[WHAT TO PRODUCE]
Only lines holding the string "serde" are wanted; copy each one from the material.

──────────────────────────────

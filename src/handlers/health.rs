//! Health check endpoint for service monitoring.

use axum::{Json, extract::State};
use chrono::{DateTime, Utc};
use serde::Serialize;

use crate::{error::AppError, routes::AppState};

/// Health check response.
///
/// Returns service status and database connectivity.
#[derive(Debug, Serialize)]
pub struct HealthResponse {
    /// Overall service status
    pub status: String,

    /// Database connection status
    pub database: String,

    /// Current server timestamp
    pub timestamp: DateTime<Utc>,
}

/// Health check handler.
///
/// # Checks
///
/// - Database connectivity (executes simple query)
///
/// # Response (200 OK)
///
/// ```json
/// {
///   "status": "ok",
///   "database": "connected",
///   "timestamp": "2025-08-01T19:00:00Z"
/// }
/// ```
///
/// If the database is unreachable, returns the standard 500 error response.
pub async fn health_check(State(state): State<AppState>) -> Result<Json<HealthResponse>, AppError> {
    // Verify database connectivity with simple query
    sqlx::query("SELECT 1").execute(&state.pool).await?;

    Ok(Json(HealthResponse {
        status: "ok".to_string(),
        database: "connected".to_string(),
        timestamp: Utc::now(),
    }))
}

──────────────────────────────

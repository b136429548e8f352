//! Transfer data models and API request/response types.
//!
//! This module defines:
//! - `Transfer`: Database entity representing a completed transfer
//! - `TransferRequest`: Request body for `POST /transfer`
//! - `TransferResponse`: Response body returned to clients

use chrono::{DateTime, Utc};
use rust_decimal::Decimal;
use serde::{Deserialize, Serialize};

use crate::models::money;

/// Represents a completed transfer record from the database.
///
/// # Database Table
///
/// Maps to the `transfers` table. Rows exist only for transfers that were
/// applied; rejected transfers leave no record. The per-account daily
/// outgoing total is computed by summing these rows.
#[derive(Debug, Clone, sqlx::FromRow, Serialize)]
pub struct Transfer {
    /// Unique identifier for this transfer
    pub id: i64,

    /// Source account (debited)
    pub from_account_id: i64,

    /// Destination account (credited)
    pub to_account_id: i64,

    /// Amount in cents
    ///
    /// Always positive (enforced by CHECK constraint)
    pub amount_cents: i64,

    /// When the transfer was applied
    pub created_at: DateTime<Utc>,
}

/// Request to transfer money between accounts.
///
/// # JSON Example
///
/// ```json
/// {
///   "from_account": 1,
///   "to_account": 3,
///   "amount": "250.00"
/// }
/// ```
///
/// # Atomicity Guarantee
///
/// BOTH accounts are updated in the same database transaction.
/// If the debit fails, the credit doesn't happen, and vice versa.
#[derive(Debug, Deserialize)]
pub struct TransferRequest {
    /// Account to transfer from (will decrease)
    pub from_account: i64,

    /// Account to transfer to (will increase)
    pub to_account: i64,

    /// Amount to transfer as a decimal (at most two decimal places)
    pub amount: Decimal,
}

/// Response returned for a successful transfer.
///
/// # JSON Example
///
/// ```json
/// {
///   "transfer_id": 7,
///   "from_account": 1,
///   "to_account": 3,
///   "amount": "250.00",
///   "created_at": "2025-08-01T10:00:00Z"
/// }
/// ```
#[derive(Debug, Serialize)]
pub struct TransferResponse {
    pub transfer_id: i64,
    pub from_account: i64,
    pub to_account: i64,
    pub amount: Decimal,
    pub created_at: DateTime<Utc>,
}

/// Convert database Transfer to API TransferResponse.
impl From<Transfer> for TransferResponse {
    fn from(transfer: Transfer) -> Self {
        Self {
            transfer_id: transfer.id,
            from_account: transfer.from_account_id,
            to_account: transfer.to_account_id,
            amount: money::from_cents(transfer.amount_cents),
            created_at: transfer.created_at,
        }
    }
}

──────────────────────────────

[OUTPUT FOR THIS EXERCISE]
use serde::Serialize;
use serde::{Deserialize, Serialize};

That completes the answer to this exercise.